Structure-based out-of-distribution (OOD) materials property prediction: a benchmark study
Sadman Sadeed Omee, Nihang Fu, Rongzhi Dong, Ming Hu, Jianjun Hu
TL;DR
This work addresses the gap between typical i.i.d. evaluations and real-world OOD generalization for inorganic materials property prediction by introducing a dedicated OOD benchmark using structure-based GNNs. It systematically assesses eight GNNs across three MatBench datasets under five distinct OOD target schemes with 50-fold cross-validation, revealing a generalization gap and no single model that dominates all OOD scenarios. Notably, CGCNN, ALIGNN, and DeeperGATGNN show more robust OOD performance in several cases, while latent-space analyses (e.g., t-SNE) shed light on why certain architectures cope better with OOD data.
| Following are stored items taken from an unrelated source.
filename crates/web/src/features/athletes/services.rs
use storage::{
    Database,
    dto::{
        athlete::{
            AthleteFilter, AthleteResponse, AthleteSummary, CreateAthleteRequest,
            UpdateAthleteRequest,
        },
        common::{Page, PaginationParams},
    },
    error::Result,
    repository::athlete::AthleteRepository,
};
use uuid::Uuid;

/// List athletes matching the filter, one page at a time
pub async fn list_athletes(
    db: &Database,
    filter: &AthleteFilter,
    pagination: &PaginationParams,
) -> Result<Page<AthleteSummary>> {
    let repo = AthleteRepository::new(db);
    let (rows, total_items) = repo.list(filter, pagination).await?;

    Ok(Page::new(rows, pagination, total_items).map(AthleteSummary::from))
}

/// Get athlete by ID
pub async fn get_athlete(db: &Database, id: Uuid) -> Result<AthleteResponse> {
    let repo = AthleteRepository::new(db);
    repo.find_by_id(id).await.map(AthleteResponse::from)
}

/// Create a new athlete
pub async fn create_athlete(
    db: &Database,
    request: &CreateAthleteRequest,
) -> Result<AthleteResponse> {
    let repo = AthleteRepository::new(db);
    repo.create(request).await.map(AthleteResponse::from)
}

/// Update an athlete
pub async fn update_athlete(
    db: &Database,
    id: Uuid,
    request: &UpdateAthleteRequest,
) -> Result<AthleteResponse> {
    let repo = AthleteRepository::new(db);
    repo.update(id, request).await.map(AthleteResponse::from)
}

/// Delete an athlete
pub async fn delete_athlete(db: &Database, id: Uuid) -> Result<()> {
    let repo = AthleteRepository::new(db);
    repo.delete(id).await
}
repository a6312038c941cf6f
use axum::{
    Json,
    extract::State,
    response::{IntoResponse, Response},
};
use serde_json::json;
use storage::Database;

use crate::error::WebError;

#[utoipa::path(
    get,
    path = "/health",
    responses(
        (status = 200, description = "Service and database are reachable"),
        (status = 500, description = "Database is unreachable")
    ),
    tag = "health"
)]
pub async fn health_check(State(db): State<Database>) -> Result<Response, WebError> {
    db.ping().await?;

    Ok(Json(json!({ "status": "ok" })).into_response())
}
use storage::{
    Database,
    dto::training_center::{CreateTrainingCenterRequest, TrainingCenterResponse},
    error::Result,
    repository::training_center::TrainingCenterRepository,
};

pub async fn list_training_centers(db: &Database) -> Result<Vec<TrainingCenterResponse>> {
    let repo = TrainingCenterRepository::new(db);
    let centers = repo.list().await?;

    Ok(centers.into_iter().map(TrainingCenterResponse::from).collect())
}

pub async fn get_training_center(db: &Database, id: i32) -> Result<TrainingCenterResponse> {
    let repo = TrainingCenterRepository::new(db);
    repo.find_by_id(id).await.map(TrainingCenterResponse::from)
}

pub async fn create_training_center(
    db: &Database,
    request: &CreateTrainingCenterRequest,
) -> Result<TrainingCenterResponse> {
    let repo = TrainingCenterRepository::new(db);
    repo.create(request).await.map(TrainingCenterResponse::from)
}
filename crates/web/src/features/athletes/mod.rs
pub mod handlers;
pub mod routes;
mod services;
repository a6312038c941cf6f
use axum::{Router, routing::get};
use storage::Database;

use super::handlers::{create_athlete, delete_athlete, get_athlete, list_athletes, update_athlete};

pub fn routes() -> Router<Database> {
    Router::new()
        .route("/atletas", get(list_athletes).post(create_athlete))
        .route("/atletas/", get(list_athletes).post(create_athlete))
        .route(
            "/atletas/:id",
            get(get_athlete).patch(update_athlete).delete(delete_athlete),
        )
}
use crate::database::{Database, with_pool};
use crate::dto::training_center::CreateTrainingCenterRequest;
use crate::error::{Result, StorageError};
use crate::models::TrainingCenter;

/// Repository for TrainingCenter database operations
pub struct TrainingCenterRepository<'a> {
    db: &'a Database,
}

impl<'a> TrainingCenterRepository<'a> {
    pub fn new(db: &'a Database) -> Self {
        Self { db }
    }

    /// List all training centers
    pub async fn list(&self) -> Result<Vec<TrainingCenter>> {
        let centers = with_pool!(self.db, pool => {
            sqlx::query_as::<_, TrainingCenter>(
                "SELECT training_center_id, name FROM training_centers ORDER BY name",
            )
            .fetch_all(pool)
            .await?
        });

        Ok(centers)
    }

    /// Get a training center by ID
    pub async fn find_by_id(&self, id: i32) -> Result<TrainingCenter> {
        let center = with_pool!(self.db, pool => {
            sqlx::query_as::<_, TrainingCenter>(
                "SELECT training_center_id, name FROM training_centers WHERE training_center_id = $1",
            )
            .bind(id)
            .fetch_optional(pool)
            .await?
        });

        center.ok_or_else(|| {
            StorageError::NotFound(format!("Centro de treinamento não encontrado no id: {id}"))
        })
    }

    /// Create a new training center; names are unique
    pub async fn create(&self, req: &CreateTrainingCenterRequest) -> Result<TrainingCenter> {
        let result = with_pool!(self.db, pool => {
            sqlx::query_as::<_, TrainingCenter>(
                "INSERT INTO training_centers (name) VALUES ($1) RETURNING training_center_id, name",
            )
            .bind(&req.name)
            .fetch_one(pool)
            .await
        });

        let center = result.map_err(|e| {
            StorageError::from(e).on_unique_violation(|| {
                format!(
                    "Já existe um centro de treinamento cadastrado com o nome: {}",
                    req.name
                )
            })
        })?;

        tracing::info!(
            training_center_id = center.training_center_id,
            "Training center created"
        );

        Ok(center)
    }
}
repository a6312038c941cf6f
use axum::{
    Json,
    extract::State,
    http::StatusCode,
    response::{IntoResponse, Response},
};
use storage::{
    Database,
    dto::category::{CategoryResponse, CreateCategoryRequest},
};
use validator::Validate;

use crate::error::WebError;
use crate::extract::{ApiJson, ApiPath};

use super::services;

#[utoipa::path(
    post,
    path = "/categorias/",
    request_body = CreateCategoryRequest,
    responses(
        (status = 201, description = "Category created successfully", body = CategoryResponse),
        (status = 400, description = "Validation error"),
        (status = 409, description = "A category with this name already exists")
    ),
    tag = "categorias"
)]
pub async fn create_category(
    State(db): State<Database>,
    ApiJson(req): ApiJson<CreateCategoryRequest>,
) -> Result<Response, WebError> {
    req.validate()?;

    let category = services::create_category(&db, &req).await?;

    Ok((StatusCode::CREATED, Json(category)).into_response())
}

#[utoipa::path(
    get,
    path = "/categorias/",
    responses(
        (status = 200, description = "List all categories", body = Vec<CategoryResponse>)
    ),
    tag = "categorias"
)]
pub async fn list_categories(State(db): State<Database>) -> Result<Response, WebError> {
    let categories = services::list_categories(&db).await?;

    Ok(Json(categories).into_response())
}

#[utoipa::path(
    get,
    path = "/categorias/{id}",
    params(
        ("id" = i32, Path, description = "Category ID")
    ),
    responses(
        (status = 200, description = "Category found", body = CategoryResponse),
        (status = 404, description = "Category not found")
    ),
    tag = "categorias"
)]
pub async fn get_category(
    State(db): State<Database>,
    ApiPath(id): ApiPath<i32>,
) -> Result<Response, WebError> {
    let category = services::get_category(&db, id).await?;

    Ok(Json(category).into_response())
}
The findings highlight the need for domain adaptation or meta-learning approaches to achieve reliable OOD predictions and set the stage for more robust, real-world materials discovery tools, with practical implications for screening and designing novel materials.
Abstract
In real-world material research, machine learning (ML) models are usually expected to predict and discover novel exceptional materials that deviate from the known materials. It is thus a pressing question to provide an objective evaluation of ML model performances in property prediction of out-of-distribution (OOD) materials that are different from the training set distribution. Traditional performance evaluation of materials property prediction models through random splitting of the dataset frequently results in artificially high performance assessments due to the inherent redundancy of typical material datasets. Here we present a comprehensive benchmark study of structure-based graph neural networks (GNNs) for extrapolative OOD materials property prediction. We formulate five different categories of OOD ML problems for three benchmark datasets from the MatBench study. Our extensive experiments show that current state-of-the-art GNN algorithms significantly underperform for the OOD property prediction tasks on average compared to their baselines in the MatBench study, demonstrating a crucial generalization gap in realistic material prediction tasks. We further examine the latent physical spaces of these GNN models and identify the sources of CGCNN, ALIGNN, and DeeperGATGNN's significantly more robust OOD performance than those of the current best models in the MatBench study (coGN and coNGN), and provide insights to improve their performance.